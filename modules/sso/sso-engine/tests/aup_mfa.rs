#![allow(clippy::unwrap_used, clippy::expect_used)]

//! Usage policy gating, second factor and trusted devices.

mod common;

use axum::http::StatusCode;
use common::*;

fn credentials<'a>(username: &'a str) -> Vec<(&'a str, &'a str)> {
    vec![
        ("username", username),
        ("password", "Mellon"),
        ("service", SERVICE),
    ]
}

#[tokio::test]
async fn aup_must_be_accepted_once() {
    let router = engine_with(engine_config(), true).router();

    let response = send(&router, post_form("/login", &credentials("casuser"), &[])).await;
    assert_eq!(response.status(), StatusCode::OK);
    assert!(set_cookie(&response, "TGC").is_none());
    let html = body_string(response).await;
    assert!(html.contains("Acceptable Usage Policy"));
    assert!(html.contains("Be nice."));
    let flow = execution(&html);

    let uri = format!("/login/aup/status?{}", query(&[("execution", &flow)]));
    let status = body_json(send(&router, get(&uri, &[])).await).await;
    assert_eq!(status["accepted"], false);

    let accept = [("execution", flow.as_str()), ("decision", "accept")];
    let response = send(&router, post_form("/login/aup", &accept, &[])).await;
    assert_eq!(response.status(), StatusCode::FOUND);
    let tgc = set_cookie(&response, "TGC").unwrap();
    let ticket = redirect_param(&response, "ticket").unwrap();
    let body = validate_json(&router, SERVICE, &ticket).await;
    assert_eq!(
        body["serviceResponse"]["authenticationSuccess"]["user"],
        "casuser"
    );

    // SSO skips the policy.
    let response = send(&router, get(&login_uri(SERVICE), &[("TGC", &tgc)])).await;
    assert_eq!(response.status(), StatusCode::FOUND);

    // So does a fresh login after logout, since acceptance is remembered.
    send(&router, post_form("/logout", &[], &[("TGC", &tgc)])).await;
    let response = send(&router, post_form("/login", &credentials("casuser"), &[])).await;
    assert_eq!(response.status(), StatusCode::FOUND);
}

#[tokio::test]
async fn declined_aup_creates_no_session() {
    let router = engine_with(engine_config(), true).router();

    let response = send(&router, post_form("/login", &credentials("casuser"), &[])).await;
    let html = body_string(response).await;
    let flow = execution(&html);

    let decline = [("execution", flow.as_str()), ("decision", "decline")];
    let response = send(&router, post_form("/login/aup", &decline, &[])).await;
    assert_eq!(response.status(), StatusCode::FORBIDDEN);
    assert!(set_cookie(&response, "TGC").is_none());

    // The flow is gone.
    let accept = [("execution", flow.as_str()), ("decision", "accept")];
    let response = send(&router, post_form("/login/aup", &accept, &[])).await;
    assert_eq!(response.status(), StatusCode::NOT_FOUND);
}

#[tokio::test]
async fn mfa_then_trusted_device_skips_second_factor() {
    let router = engine().router();

    let response = send(&router, get("/login", &[])).await;
    let device = set_cookie(&response, "MFADEVICE").unwrap();
    let cookies = [("MFADEVICE", device.as_str())];
    let fields = credentials("mfauser");

    let response = send(&router, post_form("/login", &fields, &cookies)).await;
    assert_eq!(response.status(), StatusCode::OK);
    let html = body_string(response).await;
    assert!(html.contains("mfa-gauth"));
    let flow = execution(&html);

    let wrong = [("execution", flow.as_str()), ("token", "000000")];
    let response = send(&router, post_form("/login/mfa", &wrong, &cookies)).await;
    assert_eq!(response.status(), StatusCode::UNAUTHORIZED);
    assert!(body_string(response).await.contains("invalid"));

    let response = send(
        &router,
        post_form(
            "/login/mfa",
            &[
                ("execution", &flow),
                ("token", "123456"),
                ("remember", "true"),
                ("deviceName", "Laptop"),
            ],
            &cookies,
        ),
    )
    .await;
    assert_eq!(response.status(), StatusCode::FOUND);
    let tgc = set_cookie(&response, "TGC").unwrap();
    assert!(redirect_param(&response, "ticket").is_some());

    let uri = "/actuator/multifactorTrustedDevices/mfauser";
    let records = body_json(send(&router, get(uri, &[])).await).await;
    assert_eq!(records.as_array().unwrap().len(), 1);
    assert_eq!(records[0]["name"], "Laptop");

    send(&router, post_form("/logout", &[], &[("TGC", &tgc)])).await;

    let response = send(&router, post_form("/login", &fields, &cookies)).await;
    assert_eq!(response.status(), StatusCode::FOUND);
}

#[tokio::test]
async fn untrusted_device_still_needs_second_factor() {
    let router = engine().router();
    let fields = credentials("mfauser");
    let one = [("MFADEVICE", "one")];
    let two = [("MFADEVICE", "two")];

    let response = send(&router, post_form("/login", &fields, &one)).await;
    let flow = execution(&body_string(response).await);
    let remember = [
        ("execution", flow.as_str()),
        ("token", "123456"),
        ("remember", "true"),
    ];
    let response = send(&router, post_form("/login/mfa", &remember, &one)).await;
    assert_eq!(response.status(), StatusCode::FOUND);

    let response = send(&router, post_form("/login", &fields, &two)).await;
    assert_eq!(response.status(), StatusCode::OK);
    assert!(body_string(response).await.contains("name=\"token\""));
}

#[tokio::test]
async fn passwordless_account_goes_straight_to_its_provider() {
    let router = engine().router();

    let fields = [("username", "yubiuser")];
    let response = send(&router, post_form("/login", &fields, &[])).await;
    assert_eq!(response.status(), StatusCode::OK);
    let html = body_string(response).await;
    assert!(html.contains("mfa-yubikey"));
    let flow = execution(&html);

    let otp = [
        ("execution", flow.as_str()),
        ("token", "cccccckdvvulgjvtkjdhtlrbjjctggdihuevikehtlil"),
    ];
    let response = send(&router, post_form("/login/mfa", &otp, &[])).await;
    assert_eq!(response.status(), StatusCode::OK);
    assert!(set_cookie(&response, "TGC").is_some());
}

**Task to complete:** Copy from the entries above each line in which the string "records" can be found.

**Completed task:**
    let records = body_json(send(&router, get(uri, &[])).await).await;
    assert_eq!(records.as_array().unwrap().len(), 1);
    assert_eq!(records[0]["name"], "Laptop");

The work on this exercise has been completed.